Input for this task section start
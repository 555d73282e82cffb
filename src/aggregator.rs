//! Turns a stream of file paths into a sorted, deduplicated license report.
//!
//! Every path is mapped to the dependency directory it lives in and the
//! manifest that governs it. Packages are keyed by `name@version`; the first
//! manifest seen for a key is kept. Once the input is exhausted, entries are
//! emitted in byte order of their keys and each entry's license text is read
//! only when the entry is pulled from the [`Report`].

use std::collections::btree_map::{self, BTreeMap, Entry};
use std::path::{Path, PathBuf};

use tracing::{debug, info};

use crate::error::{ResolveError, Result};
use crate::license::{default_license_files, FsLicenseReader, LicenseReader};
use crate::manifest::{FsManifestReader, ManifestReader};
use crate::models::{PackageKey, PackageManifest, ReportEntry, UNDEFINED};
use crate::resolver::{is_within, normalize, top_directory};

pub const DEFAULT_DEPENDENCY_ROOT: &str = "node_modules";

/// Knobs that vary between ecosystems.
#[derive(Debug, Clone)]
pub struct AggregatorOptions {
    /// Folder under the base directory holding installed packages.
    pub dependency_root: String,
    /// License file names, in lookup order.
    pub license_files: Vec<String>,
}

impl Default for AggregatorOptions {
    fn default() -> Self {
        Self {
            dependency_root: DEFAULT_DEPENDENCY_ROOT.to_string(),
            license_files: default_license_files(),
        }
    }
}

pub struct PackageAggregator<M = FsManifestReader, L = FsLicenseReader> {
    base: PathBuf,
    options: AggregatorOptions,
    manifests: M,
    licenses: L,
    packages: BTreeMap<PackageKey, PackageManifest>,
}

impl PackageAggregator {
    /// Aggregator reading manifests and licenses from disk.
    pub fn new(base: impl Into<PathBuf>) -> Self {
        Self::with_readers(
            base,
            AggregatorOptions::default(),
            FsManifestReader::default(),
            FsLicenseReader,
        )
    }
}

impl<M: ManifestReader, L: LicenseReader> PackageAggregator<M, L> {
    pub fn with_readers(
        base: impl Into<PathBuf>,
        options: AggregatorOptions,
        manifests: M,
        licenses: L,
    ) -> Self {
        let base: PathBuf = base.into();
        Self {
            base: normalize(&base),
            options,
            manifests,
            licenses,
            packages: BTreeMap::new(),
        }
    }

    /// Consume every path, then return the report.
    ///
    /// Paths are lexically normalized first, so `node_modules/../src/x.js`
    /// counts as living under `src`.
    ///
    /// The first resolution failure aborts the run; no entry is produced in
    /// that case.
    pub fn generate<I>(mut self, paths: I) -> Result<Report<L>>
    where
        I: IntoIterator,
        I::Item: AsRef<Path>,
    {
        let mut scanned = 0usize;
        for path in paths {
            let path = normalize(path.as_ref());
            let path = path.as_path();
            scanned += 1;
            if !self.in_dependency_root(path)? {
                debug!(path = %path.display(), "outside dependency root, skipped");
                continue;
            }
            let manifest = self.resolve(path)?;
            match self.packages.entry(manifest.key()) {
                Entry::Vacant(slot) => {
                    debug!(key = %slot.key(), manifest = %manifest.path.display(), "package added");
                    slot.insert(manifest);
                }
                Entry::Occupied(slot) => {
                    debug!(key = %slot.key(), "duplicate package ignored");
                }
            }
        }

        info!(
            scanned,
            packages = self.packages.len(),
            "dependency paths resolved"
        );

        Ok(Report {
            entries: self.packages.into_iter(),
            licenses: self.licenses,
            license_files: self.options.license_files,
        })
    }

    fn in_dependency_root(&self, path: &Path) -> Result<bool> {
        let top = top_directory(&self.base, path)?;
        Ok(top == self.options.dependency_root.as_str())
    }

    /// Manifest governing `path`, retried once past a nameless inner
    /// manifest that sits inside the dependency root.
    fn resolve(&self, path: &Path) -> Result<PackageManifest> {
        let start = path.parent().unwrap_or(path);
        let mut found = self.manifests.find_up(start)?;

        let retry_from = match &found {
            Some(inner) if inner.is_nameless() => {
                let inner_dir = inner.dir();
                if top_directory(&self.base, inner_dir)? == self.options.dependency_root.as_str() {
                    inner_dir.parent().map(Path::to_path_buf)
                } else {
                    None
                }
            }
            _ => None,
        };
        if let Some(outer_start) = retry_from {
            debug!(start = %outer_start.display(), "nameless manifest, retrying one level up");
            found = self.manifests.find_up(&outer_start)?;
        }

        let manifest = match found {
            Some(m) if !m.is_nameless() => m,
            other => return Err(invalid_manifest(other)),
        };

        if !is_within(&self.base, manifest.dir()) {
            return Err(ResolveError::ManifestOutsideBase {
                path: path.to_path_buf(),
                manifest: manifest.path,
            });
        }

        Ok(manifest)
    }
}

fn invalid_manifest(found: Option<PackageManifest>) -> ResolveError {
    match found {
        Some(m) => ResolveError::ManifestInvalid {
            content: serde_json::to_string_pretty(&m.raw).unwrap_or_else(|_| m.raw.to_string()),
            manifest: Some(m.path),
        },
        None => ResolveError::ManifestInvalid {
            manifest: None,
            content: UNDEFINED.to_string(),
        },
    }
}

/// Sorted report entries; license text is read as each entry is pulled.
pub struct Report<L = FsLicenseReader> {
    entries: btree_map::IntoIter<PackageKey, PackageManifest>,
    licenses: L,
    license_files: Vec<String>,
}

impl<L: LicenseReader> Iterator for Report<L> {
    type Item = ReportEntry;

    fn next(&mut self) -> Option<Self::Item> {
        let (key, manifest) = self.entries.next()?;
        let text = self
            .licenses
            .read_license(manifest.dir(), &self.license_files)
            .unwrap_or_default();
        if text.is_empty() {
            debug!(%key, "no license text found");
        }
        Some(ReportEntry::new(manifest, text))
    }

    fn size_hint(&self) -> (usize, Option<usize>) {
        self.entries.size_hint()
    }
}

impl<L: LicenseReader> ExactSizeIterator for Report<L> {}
Input for this task section end
Input for this task section start
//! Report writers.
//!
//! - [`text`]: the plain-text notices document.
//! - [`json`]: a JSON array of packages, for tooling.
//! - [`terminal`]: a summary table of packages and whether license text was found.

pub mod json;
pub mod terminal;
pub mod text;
Input for this task section end
Exercise objective: In the records, which lines mention the word "that"? Copy those lines.

Exercise response:
//! manifest that governs it. Packages are keyed by `name@version`; the first
/// Knobs that vary between ecosystems.
    /// that case.
    /// manifest that sits inside the dependency root.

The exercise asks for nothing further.